Lucy figured they were either completely nuts or incredibly perceptive about their need for a change and their ability to find Belle. Hopefully they'd come out of it unscathed. Or at least not permanently damaged.
She surveyed the perimeter of the parking lot and found a track that seemed to correspond to the map and went in the direction the GPS arrow pointed. Best of all, it seemed to take advantage of the landscape in a way that meant the up and down wasn't as steep as the ground on either side of it. The track was twisty and disappeared from view within fifty yards or so but Lucy was sure it had to be the right way to go.
"All we have to do is follow this until it forks, then go east to Breakleg Creek. The old homestead is on a hill above the creek," Lucy said as she led the way out of the parking area.
The Forest Service map identified the old overgrown track as a jeep trail. No Jeep or any other vehicle had used the trail for years. The Forest Service had closed the wilderness area to motorized traffic a few years ago and the wilderness was taking over again.
Jane cast a wistful glance back toward the parking area as it disappeared from view. "Breakleg Creek? That doesn't sound very promising."
Mae frowned at her. "We're not doing this for fun."
"Ouch! Damn it," Jane stopped and hopped on her right foot muttering more curses under her breath.
"What now?" Mae asked.
"I stubbed my toe on a rock. I think it might be broken."
"It's not broken. You'd still be yelling if it was broken," Lucy said.
Jane gave her the evil eye. "Well it hurts."
"Just sit down for a minute," Mae said.
Jane looked around at the foot high weeds on the track and the dense forest on either side and shuddered. "No thanks. Anything could be crawling around in there. I'll just walk it off. The throbbing is slowing down."
"Next time we should probably wear hiking boots," Mae said.
"There isn't going to be a next time," Jane said. "If we had any brains, there wouldn't be a this time."
"Let's just keep moving, before we change our minds." Lucy was already starting to miss the air-conditioned van. But she'd gladly put up with some sweat and a stubbed toe if it meant finding Belle in one piece.
They trudged on for another fifteen minutes before Jane started muttering under her breath.
Lucy didn't blame her. Mid-August in the deep South is hot, humid, and generally miserable even up in the mountains. Today seemed especially stifling without a hint of a breeze. Pushing through the heavy, still air was a chore.
"How far was the fork supposed to be?" Jane asked.
"A little less than a mile from the parking area."
Jane stopped and slapped at a mosquito. "Shouldn't we be there by now?"
"We should be close," Mae said.
Lucy's tee shirt was starting to stick to her body and she had a sick feeling her deodorant was going to fail soon. She eyed her companions.

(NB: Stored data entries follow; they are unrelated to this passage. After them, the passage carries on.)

//! Cyclone Prediction API Server
//!
//! HTTP surface for the prediction service: a liveness probe at `/` and
//! the predict endpoint at `/predict`.

use std::net::SocketAddr;
use std::sync::Arc;
use std::time::Duration;

use axum::{
    extract::State,
    routing::{get, post},
    Router,
};
use tower_governor::GovernorLayer;
use tower_http::cors::CorsLayer;
use tower_http::timeout::TimeoutLayer;
use tower_http::trace::TraceLayer;
use tracing::{info, Level};
use tracing_subscriber::FmtSubscriber;

pub mod config;
mod rate_limit;
mod routes;

use inference_engine::PredictionEngine;

pub use rate_limit::RateLimitConfig;

/// Upper bound on request handling. Model latency is an external property,
/// so the server enforces its own limit.
const REQUEST_TIMEOUT: Duration = Duration::from_secs(10);

/// Application state shared across handlers.
///
/// The engine is built once from the loaded model bundle and never mutated,
/// so state is shared through a plain `Arc` with no lock.
pub struct AppState {
    /// Prediction engine backed by the model bundle
    pub engine: PredictionEngine,
    /// Version string
    pub version: String,
}

impl AppState {
    /// Create application state around a prediction engine
    pub fn new(engine: PredictionEngine) -> Self {
        Self {
            engine,
            version: env!("CARGO_PKG_VERSION").to_string(),
        }
    }
}

/// Create the application router
pub fn create_router(state: Arc<AppState>) -> Router {
    Router::new()
        .route("/", get(home_handler))
        .route("/predict", post(routes::predict::predict))
        .layer(TraceLayer::new_for_http())
        .layer(CorsLayer::permissive())
        .layer(TimeoutLayer::new(REQUEST_TIMEOUT))
        .with_state(state)
}

/// Liveness handler. Never consults the models; succeeds as soon as the
/// process is serving.
async fn home_handler(State(state): State<Arc<AppState>>) -> String {
    format!("Cyclone prediction API v{} is running", state.version)
}

/// Initialize logging
pub fn init_logging() {
    let subscriber = FmtSubscriber::builder()
        .with_max_level(Level::INFO)
        .with_target(true)
        .finish();

    tracing::subscriber::set_global_default(subscriber)
        .expect("Failed to set tracing subscriber");
}

/// Run the server
pub async fn run_server(
    addr: &str,
    state: Arc<AppState>,
) -> Result<(), Box<dyn std::error::Error>> {
    let governor = rate_limit::create_governor_config(&RateLimitConfig::default());
    let app = create_router(state).layer(GovernorLayer { config: governor });

    info!("Starting API server on {}", addr);

    let listener = tokio::net::TcpListener::bind(addr).await?;
    axum::serve(
        listener,
        app.into_make_service_with_connect_info::<SocketAddr>(),
    )
    .await?;

    Ok(())
}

Jane didn't look any better, her blond hair was two shades darker with sweat and plastered to her head.
Mae didn't exactly look fresh but she didn't seem to have as many working sweat glands. Her hair still had some shape to it and her high-tech tee shirt wasn't sporting sweat marks under the arms.
Chances were huge they were in way over their heads but she didn't see that they had a choice. Waiting until Wednesday and relying on the cops wasn't an option.
Jane slapped at another mosquito. "What the hell were we thinking using Skin So Soft instead of Off?"
"We'll live," Mae said. "Aunt Belle needs us and I'm tired of being boring and predictable."
"Didn't you tell me you actually went deer hunting and killed a deer?" Jane said. "I hardly call that boring or predictable."
"I was twenty-two and still trying to convince Chip we were compatible." Mae paused, looking smug. "I'm still a great shot. We go skeet shooting every once in a while. It makes Chip crazy when I outshoot him."
"So why not try out for Olympic skeet shooting or something?" Jane slapped another bug and made a face as she wiped the remains on the back of her khaki camp shorts.
Lucy stepped on something hard and sharp and felt it through the sole of her tennis shoe. No wonder they made hard-soled boots for hiking. "I'm not sure they have skeet shooting in the Olympics. But I've seen it on ESPN."
Mae nodded. "I've seen those women on ESPN too. They wear pretty cute outfits even if they are plastered with sponsor logos."
"So you think you might actually try some competition shooting?" Lucy asked.
"Who knows? A woman with a tattoo is capable of anything," Mae said.
Jane looked at Lucy. "What're the odds this is a wild goose chase?"
"I have no idea. I assume the map of the cave is still hidden where Paul put it unless Belle already found it. Either way we'll learn something."
Jane didn't say anything.
Lucy gave her a quick pat on the shoulder. "We'll get through this. You'll see. Maybe we'll find Aunt Belle and the Declaration."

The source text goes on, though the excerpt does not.